## Collected data
_____

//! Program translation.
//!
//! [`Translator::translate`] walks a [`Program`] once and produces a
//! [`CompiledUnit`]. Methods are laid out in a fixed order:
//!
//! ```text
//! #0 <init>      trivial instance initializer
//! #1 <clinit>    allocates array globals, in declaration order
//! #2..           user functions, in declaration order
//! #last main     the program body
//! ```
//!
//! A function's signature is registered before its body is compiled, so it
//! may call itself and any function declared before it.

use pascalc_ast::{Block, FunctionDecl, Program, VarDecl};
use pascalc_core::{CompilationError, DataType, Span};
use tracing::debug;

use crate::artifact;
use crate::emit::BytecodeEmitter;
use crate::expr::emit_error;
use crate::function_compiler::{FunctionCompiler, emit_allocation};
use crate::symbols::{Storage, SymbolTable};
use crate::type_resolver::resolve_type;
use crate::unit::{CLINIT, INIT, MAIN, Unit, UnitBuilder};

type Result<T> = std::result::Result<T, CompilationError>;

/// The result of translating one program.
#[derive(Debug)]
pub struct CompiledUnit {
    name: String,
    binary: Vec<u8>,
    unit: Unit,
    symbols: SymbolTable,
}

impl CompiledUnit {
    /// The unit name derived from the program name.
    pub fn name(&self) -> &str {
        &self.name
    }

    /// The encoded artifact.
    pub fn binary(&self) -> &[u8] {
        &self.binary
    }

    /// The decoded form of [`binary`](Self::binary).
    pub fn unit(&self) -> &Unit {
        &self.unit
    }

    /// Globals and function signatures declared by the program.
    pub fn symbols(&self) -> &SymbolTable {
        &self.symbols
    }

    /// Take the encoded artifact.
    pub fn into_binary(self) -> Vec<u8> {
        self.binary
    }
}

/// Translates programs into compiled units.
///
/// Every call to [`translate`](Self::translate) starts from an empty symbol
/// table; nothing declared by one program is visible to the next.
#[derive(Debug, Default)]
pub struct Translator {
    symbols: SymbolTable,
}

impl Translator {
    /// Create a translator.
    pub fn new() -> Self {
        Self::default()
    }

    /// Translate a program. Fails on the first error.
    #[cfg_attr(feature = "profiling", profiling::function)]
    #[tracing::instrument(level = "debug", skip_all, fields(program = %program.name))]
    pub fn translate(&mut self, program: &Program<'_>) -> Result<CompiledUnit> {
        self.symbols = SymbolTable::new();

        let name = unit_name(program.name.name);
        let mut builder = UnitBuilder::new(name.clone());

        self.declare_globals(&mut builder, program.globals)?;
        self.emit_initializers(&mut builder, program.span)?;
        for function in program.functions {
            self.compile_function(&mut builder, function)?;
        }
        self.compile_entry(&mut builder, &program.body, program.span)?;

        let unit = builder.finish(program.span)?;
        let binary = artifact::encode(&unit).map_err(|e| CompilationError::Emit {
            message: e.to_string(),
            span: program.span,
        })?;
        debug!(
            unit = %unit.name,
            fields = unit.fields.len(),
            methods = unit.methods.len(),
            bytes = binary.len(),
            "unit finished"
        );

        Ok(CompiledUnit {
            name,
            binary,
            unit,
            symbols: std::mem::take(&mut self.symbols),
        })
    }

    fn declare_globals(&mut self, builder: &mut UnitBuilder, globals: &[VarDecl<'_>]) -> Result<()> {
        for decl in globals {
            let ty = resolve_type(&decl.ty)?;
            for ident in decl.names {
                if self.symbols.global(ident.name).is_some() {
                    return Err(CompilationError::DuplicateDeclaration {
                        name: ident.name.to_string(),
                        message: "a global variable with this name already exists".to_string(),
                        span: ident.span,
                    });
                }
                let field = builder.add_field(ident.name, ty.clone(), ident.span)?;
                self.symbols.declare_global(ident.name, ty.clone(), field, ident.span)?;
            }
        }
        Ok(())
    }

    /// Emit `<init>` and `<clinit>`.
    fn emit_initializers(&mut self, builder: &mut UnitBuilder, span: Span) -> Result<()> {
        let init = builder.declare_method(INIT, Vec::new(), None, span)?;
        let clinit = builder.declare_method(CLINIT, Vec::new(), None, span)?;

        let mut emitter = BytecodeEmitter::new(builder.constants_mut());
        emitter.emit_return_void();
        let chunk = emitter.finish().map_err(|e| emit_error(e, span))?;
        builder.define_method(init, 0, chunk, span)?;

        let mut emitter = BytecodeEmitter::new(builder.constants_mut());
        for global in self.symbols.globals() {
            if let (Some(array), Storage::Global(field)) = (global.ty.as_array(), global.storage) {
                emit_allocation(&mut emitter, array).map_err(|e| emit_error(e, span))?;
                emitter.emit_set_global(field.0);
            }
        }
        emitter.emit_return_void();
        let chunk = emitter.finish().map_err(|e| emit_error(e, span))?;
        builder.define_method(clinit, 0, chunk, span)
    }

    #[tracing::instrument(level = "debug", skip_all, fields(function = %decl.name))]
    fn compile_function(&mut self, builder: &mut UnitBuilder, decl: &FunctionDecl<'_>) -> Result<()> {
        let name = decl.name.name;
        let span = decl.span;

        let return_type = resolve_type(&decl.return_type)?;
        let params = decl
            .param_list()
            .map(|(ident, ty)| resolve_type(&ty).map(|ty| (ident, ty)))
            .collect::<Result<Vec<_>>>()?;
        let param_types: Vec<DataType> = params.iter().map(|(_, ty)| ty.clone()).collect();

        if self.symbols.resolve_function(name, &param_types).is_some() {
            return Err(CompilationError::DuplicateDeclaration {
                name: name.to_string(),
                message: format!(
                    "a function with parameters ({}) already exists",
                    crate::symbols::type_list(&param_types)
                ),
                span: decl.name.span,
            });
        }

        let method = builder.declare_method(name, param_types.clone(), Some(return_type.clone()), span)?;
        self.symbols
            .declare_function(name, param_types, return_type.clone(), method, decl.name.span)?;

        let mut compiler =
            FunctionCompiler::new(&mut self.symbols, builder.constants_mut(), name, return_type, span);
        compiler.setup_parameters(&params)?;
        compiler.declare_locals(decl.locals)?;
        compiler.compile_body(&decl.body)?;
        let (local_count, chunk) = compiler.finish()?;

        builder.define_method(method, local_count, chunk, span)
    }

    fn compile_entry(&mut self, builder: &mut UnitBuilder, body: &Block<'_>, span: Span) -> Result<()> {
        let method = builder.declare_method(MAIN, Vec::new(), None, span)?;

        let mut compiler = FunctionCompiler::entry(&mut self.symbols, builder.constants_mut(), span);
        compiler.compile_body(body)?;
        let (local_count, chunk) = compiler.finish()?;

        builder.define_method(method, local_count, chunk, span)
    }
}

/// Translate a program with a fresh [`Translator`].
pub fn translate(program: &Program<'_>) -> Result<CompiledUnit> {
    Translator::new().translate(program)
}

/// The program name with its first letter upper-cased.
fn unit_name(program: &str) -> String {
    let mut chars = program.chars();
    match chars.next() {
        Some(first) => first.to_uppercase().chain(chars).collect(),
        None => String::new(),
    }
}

_____

## WHAT THE TASK REQUIRES
Nothing but a number is expected here: how many lines above include the string "first".

## ANSWER SECTION
3